When the family moved to Farmington, New Mexico, Moore taught high school French. “Most of my students were white, some were Hispanic and maybe a few Native American. They received the same kind of prejudice that African-Americans experienced elsewhere. I would stop — you know I wasn’t going to let that pass — and I would say things. I said you cannot treat people like that. I said you are treating them the same way I was treated when I grew up under Jim Crow. I said you know me. These are people who deserve your respect.”
The Moores moved back to Durham for Gordon to earn a master’s in public health at UNC, and Moore took a job at Durham High School. When Gordon visited Durham Academy in search of a better school environment for son Marshall, a sixth grader, he learned DA was looking for a French teacher and encouraged Moore to apply.
“At first I didn’t want to because I felt like the black kids I taught at Durham High needed me, needed a role model to let them know you can be black and you can also be well-educated. I felt very guilty about that, but Gordon said white kids need a role model as well. They need to know that not all African-Americans are the way they are portrayed on TV and etcetera. I think you would be a good influence. So I came for the interview, I got the job and I’ve been here ever since.”

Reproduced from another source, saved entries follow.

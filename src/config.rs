// =============================================================================
// Configuration — CLI surface with environment fallbacks
// =============================================================================
//
// Precedence: CLI flag, then environment variable, then built-in default.
// Everything is validated here so the pipeline starts from a known-good
// `AppConfig`; a bad flag or missing token is a single-line fatal error.
//
// Recognised environment variables (all optional fallbacks):
//   MARKET_DATA_PROVIDER   finnhub | polygon (default finnhub)
//   FINNHUB_TOKEN / FINNHUB_WS_URL
//   POLYGON_API_KEY / POLYGON_WS_URL
//   SYMBOLS                comma-separated list

use anyhow::{bail, Context, Result};
use clap::Parser;

use crate::market_data::{finnhub, polygon};
use crate::stats::WindowConfig;
use crate::types::Symbol;

const DEFAULT_SYMBOLS: &[&str] = &["AAPL", "MSFT", "GOOGL", "AMZN", "TSLA"];

#[derive(Debug, Parser)]
#[command(
    name = "tickfan",
    version,
    about = "Real-time market data fan-out, rolling statistics and indicator signals"
)]
pub struct Cli {
    /// Provider API token. Falls back to FINNHUB_TOKEN / POLYGON_API_KEY.
    #[arg(long)]
    pub token: Option<String>,

    /// Symbols to subscribe, comma-separated. Falls back to SYMBOLS.
    #[arg(long, value_delimiter = ',')]
    pub symbol: Vec<String>,

    /// Provider WebSocket URL override.
    #[arg(long)]
    pub url: Option<String>,

    /// Recent trades retained in the view model.
    #[arg(long, default_value_t = crate::view_model::DEFAULT_MAX_TRADES)]
    pub max_trades: usize,

    /// Rolling statistics window size (event count).
    #[arg(long, default_value_t = 100)]
    pub window_size: usize,

    /// Enable the extended indicator set (Bollinger, VWAP, volatility).
    #[arg(long)]
    pub enhanced_metrics: bool,
}

#[derive(Debug, Clone, Copy, PartialEq, Eq)]
pub enum ProviderKind {
    Finnhub,
    Polygon,
}

impl ProviderKind {
    fn token_var(self) -> &'static str {
        match self {
            Self::Finnhub => "FINNHUB_TOKEN",
            Self::Polygon => "POLYGON_API_KEY",
        }
    }

    fn url_var(self) -> &'static str {
        match self {
            Self::Finnhub => "FINNHUB_WS_URL",
            Self::Polygon => "POLYGON_WS_URL",
        }
    }

    fn default_url(self) -> &'static str {
        match self {
            Self::Finnhub => finnhub::DEFAULT_WS_URL,
            Self::Polygon => polygon::DEFAULT_WS_URL,
        }
    }
}

impl std::str::FromStr for ProviderKind {
    type Err = String;

    fn from_str(s: &str) -> Result<Self, Self::Err> {
        match s.trim().to_lowercase().as_str() {
            "finnhub" => Ok(Self::Finnhub),
            "polygon" => Ok(Self::Polygon),
            other => Err(format!(
                "unknown provider {other:?} (expected finnhub or polygon)"
            )),
        }
    }
}

impl std::fmt::Display for ProviderKind {
    fn fmt(&self, f: &mut std::fmt::Formatter<'_>) -> std::fmt::Result {
        match self {
            Self::Finnhub => write!(f, "finnhub"),
            Self::Polygon => write!(f, "polygon"),
        }
    }
}

/// Validated runtime configuration the composition root wires from.
#[derive(Debug, Clone)]
pub struct AppConfig {
    pub provider: ProviderKind,
    pub token: String,
    pub ws_url: String,
    pub symbols: Vec<Symbol>,
    pub max_trades: usize,
    pub window: WindowConfig,
    pub enhanced_metrics: bool,
}

impl AppConfig {
    pub fn from_cli(cli: Cli) -> Result<Self> {
        Self::resolve(cli, |key| std::env::var(key).ok())
    }

    /// Merge CLI flags with an environment lookup. Split out so tests can
    /// inject the environment.
    fn resolve(cli: Cli, env: impl Fn(&str) -> Option<String>) -> Result<Self> {
        let provider = match env("MARKET_DATA_PROVIDER") {
            Some(raw) => raw
                .parse::<ProviderKind>()
                .map_err(|e| anyhow::anyhow!(e))
                .context("MARKET_DATA_PROVIDER")?,
            None => ProviderKind::Finnhub,
        };

        let token = cli
            .token
            .or_else(|| env(provider.token_var()))
            .with_context(|| {
                format!("no API token: pass --token or set {}", provider.token_var())
            })?;

        let ws_url = cli
            .url
            .or_else(|| env(provider.url_var()))
            .unwrap_or_else(|| provider.default_url().to_string());

        let raw_symbols: Vec<String> = if !cli.symbol.is_empty() {
            cli.symbol
        } else if let Some(env_symbols) = env("SYMBOLS") {
            env_symbols.split(',').map(str::to_string).collect()
        } else {
            DEFAULT_SYMBOLS.iter().map(|s| s.to_string()).collect()
        };

        let mut symbols = Vec::with_capacity(raw_symbols.len());
        for raw in &raw_symbols {
            if raw.trim().is_empty() {
                continue; // tolerate trailing commas
            }
            symbols.push(Symbol::new(raw).with_context(|| format!("bad symbol {raw:?}"))?);
        }
        if symbols.is_empty() {
            bail!("no symbols to subscribe");
        }

        let window = WindowConfig::event_based(cli.window_size)
            .context("--window-size must be > 0")?;

        if cli.max_trades == 0 {
            bail!("--max-trades must be > 0");
        }

        Ok(Self {
            provider,
            token,
            ws_url,
            symbols,
            max_trades: cli.max_trades,
            window,
            enhanced_metrics: cli.enhanced_metrics,
        })
    }
}

// =============================================================================
// Unit Tests
// =============================================================================
#[cfg(test)]
mod tests {
    use super::*;

    fn cli(args: &[&str]) -> Cli {
        Cli::try_parse_from(std::iter::once("tickfan").chain(args.iter().copied())).unwrap()
    }

    fn no_env(_: &str) -> Option<String> {
        None
    }

    #[test]
    fn cli_token_and_symbols_win() {
        let config = AppConfig::resolve(
            cli(&["--token", "t0k3n", "--symbol", "aapl,msft"]),
            no_env,
        )
        .unwrap();
        assert_eq!(config.provider, ProviderKind::Finnhub);
        assert_eq!(config.token, "t0k3n");
        let names: Vec<&str> = config.symbols.iter().map(Symbol::as_str).collect();
        assert_eq!(names, vec!["AAPL", "MSFT"]);
        assert_eq!(config.ws_url, finnhub::DEFAULT_WS_URL);
    }

    #[test]
    fn env_fallbacks_fill_gaps() {
        let env = |key: &str| match key {
            "MARKET_DATA_PROVIDER" => Some("polygon".to_string()),
            "POLYGON_API_KEY" => Some("pk".to_string()),
            "POLYGON_WS_URL" => Some("wss://example.test/stocks".to_string()),
            "SYMBOLS" => Some("TSLA,NVDA".to_string()),
            _ => None,
        };
        let config = AppConfig::resolve(cli(&[]), env).unwrap();
        assert_eq!(config.provider, ProviderKind::Polygon);
        assert_eq!(config.token, "pk");
        assert_eq!(config.ws_url, "wss://example.test/stocks");
        let names: Vec<&str> = config.symbols.iter().map(Symbol::as_str).collect();
        assert_eq!(names, vec!["TSLA", "NVDA"]);
    }

    #[test]
    fn missing_token_is_fatal() {
        let err = AppConfig::resolve(cli(&[]), no_env).unwrap_err();
        assert!(err.to_string().contains("FINNHUB_TOKEN"));
    }

    #[test]
    fn zero_window_size_is_rejected() {
        assert!(AppConfig::resolve(
            cli(&["--token", "t", "--window-size", "0"]),
            no_env
        )
        .is_err());
    }

    #[test]
    fn zero_max_trades_is_rejected() {
        assert!(AppConfig::resolve(
            cli(&["--token", "t", "--max-trades", "0"]),
            no_env
        )
        .is_err());
    }

    #[test]
    fn default_symbols_apply_when_nothing_is_given() {
        let config = AppConfig::resolve(cli(&["--token", "t"]), no_env).unwrap();
        assert_eq!(config.symbols.len(), DEFAULT_SYMBOLS.len());
    }

    #[test]
    fn unknown_provider_is_rejected() {
        let env = |key: &str| match key {
            "MARKET_DATA_PROVIDER" => Some("bloomberg".to_string()),
            _ => None,
        };
        assert!(AppConfig::resolve(cli(&["--token", "t"]), env).is_err());
    }

    #[test]
    fn trailing_commas_in_symbols_are_tolerated() {
        let config =
            AppConfig::resolve(cli(&["--token", "t", "--symbol", "aapl,"]), no_env).unwrap();
        assert_eq!(config.symbols.len(), 1);
    }
}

Moore is known for her ready smile and her talkative personality.
“One thing my parents noticed about me early on was I talked a lot. I have a father who’s very quiet, very much an intellectual; a mother who’s quiet, very sweet; three sisters who are quiet; and the out comes Wanda Jean. My sister told me I could talk to a door. Yes I could! … When I get students who are talkative, I get it. People like me who talk a lot, we just love to interact with other people. We just have so much to say and do.”

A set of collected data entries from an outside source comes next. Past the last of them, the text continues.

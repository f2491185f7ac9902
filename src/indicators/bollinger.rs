// =============================================================================
// Bollinger Bands
// =============================================================================
//
// Centerline is the SMA of the last `period` prices; the bands sit k standard
// deviations either side. %B locates the price within the bands
// ((p - lower) / (upper - lower)) and bandwidth is the normalised band
// spread ((upper - lower) / sma * 100).
//
// Signal: Buy at or below the lower band, Sell at or above the upper band,
// with strength taken from |%B| (capped at 1).

use std::collections::VecDeque;

use crate::indicators::{Indicator, IndicatorState};
use crate::signals::Signal;
use crate::types::{Symbol, TradeRecord};

pub const DEFAULT_BAND_WIDTH: f64 = 2.0;

pub struct BollingerIndicator {
    id: String,
    name: String,
    symbol: Symbol,
    period: usize,
    k: f64,
    ring: VecDeque<f64>,
}

impl BollingerIndicator {
    /// `period` must be > 0; `k` is the band width in standard deviations.
    pub fn new(period: usize, symbol: Symbol) -> Self {
        Self::with_band_width(period, symbol, DEFAULT_BAND_WIDTH)
    }

    pub fn with_band_width(period: usize, symbol: Symbol, k: f64) -> Self {
        assert!(period > 0, "Bollinger period must be > 0");
        Self {
            id: format!("bollinger-{period}-{symbol}"),
            name: format!("Bollinger({period},{k})"),
            symbol,
            period,
            k,
            ring: VecDeque::with_capacity(period),
        }
    }
}

impl Indicator for BollingerIndicator {
    fn id(&self) -> &str {
        &self.id
    }

    fn name(&self) -> &str {
        &self.name
    }

    fn symbol(&self) -> &Symbol {
        &self.symbol
    }

    fn update(&mut self, trade: &TradeRecord) -> Option<IndicatorState> {
        if trade.symbol != self.symbol {
            return None;
        }

        self.ring.push_back(trade.price);
        while self.ring.len() > self.period {
            self.ring.pop_front();
        }
        if self.ring.len() < self.period {
            return None;
        }

        let sma = self.ring.iter().sum::<f64>() / self.period as f64;
        let variance = self
            .ring
            .iter()
            .map(|p| (p - sma).powi(2))
            .sum::<f64>()
            / self.period as f64;
        let sigma = variance.sqrt();

        let upper = sma + self.k * sigma;
        let lower = sma - self.k * sigma;
        // Degenerate flat window: collapse %B to the midpoint.
        let percent_b = if upper > lower {
            (trade.price - lower) / (upper - lower)
        } else {
            0.5
        };
        let bandwidth = if sma != 0.0 {
            (upper - lower) / sma * 100.0
        } else {
            0.0
        };

        let mut state = IndicatorState::new(
            &self.id,
            &self.name,
            self.symbol.clone(),
            trade,
            sma,
        );
        state.insert_num("upper", upper);
        state.insert_num("lower", lower);
        state.insert_num("percent_b", percent_b);
        state.insert_num("bandwidth", bandwidth);
        Some(state)
    }

    fn signal(&self, state: &IndicatorState) -> Signal {
        let price = state.observed_price();
        let upper = state.get_num("upper").unwrap_or_default();
        let lower = state.get_num("lower").unwrap_or_default();
        let percent_b = state.get_num("percent_b").unwrap_or(0.5);

        if upper <= lower {
            // Flat window — bands carry no information.
            return Signal::hold(state.last_update);
        }

        if price <= lower {
            Signal::buy(
                percent_b.abs().min(1.0),
                state.last_update,
                format!("price {price:.2} at/below lower band {lower:.2}"),
            )
        } else if price >= upper {
            Signal::sell(
                percent_b.min(1.0),
                state.last_update,
                format!("price {price:.2} at/above upper band {upper:.2}"),
            )
        } else {
            Signal::hold(state.last_update)
        }
    }
}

Part of what Moore loves about teaching is interacting with students. “That’s my favorite part of the day. And I love watching them trying to grasp an understanding of French. When they get it, their eyes just light up. That makes my day.”
Moore still adores French, and she loves teaching French to fifth- and sixth-graders and serving as a sixth-grade advisor.
“I like a warm atmosphere, I’m very laid back as a teacher, and I try to make it fun because I teach the younger ones. If I don’t make them feel that they can learn a foreign language successfully, they will give up on that language forever. So I have probably one of the more important jobs because I have to sell the language to the students and make them feel as though they can be successful.”
But French is only part of what Moore is teaching.
She wants her students to develop “a sense of forgiveness toward each other and themselves, and a capacity to understand others, to reach out, to not be afraid to meet and get to know people who are not like them. That’s what I hope — that they can forgive themselves when they make mistakes and they can forgive others when they make mistakes. I teach kids to be kind, to be loving and to be accepting of other people. That’s the biggest lesson I want them to learn. Above and beyond French, I want them to learn that.”
Moore’s teaching style is not unlike her parenting style.
“I always wanted my boys to feel they could tell me anything. If you make a mistake, that’s fine, but you own up to it and you don’t lie about it. That was our philosophy of rearing and parenting our children and we’re still close.”
Marshall, 41, and Jeremy, 38, are graduates of Durham Academy, the U.S. Naval Academy and medical school (they are fourth generation medical doctors). Both are married, are commanders in the U.S. Navy and are stationed at Fort Belvoir, Virginia, where Marshall is a spine surgeon and Jeremy is an anesthesiologist.
Moore may soon be teaching French to a new generation.
“I have my first grandson. Jeremy and his wife had a baby over the summer. He was a preemie and was in the NICU for about a month, but he’s doing better. He’s fussy, but I told Jeremy, welcome to parenthood. They are up all night.”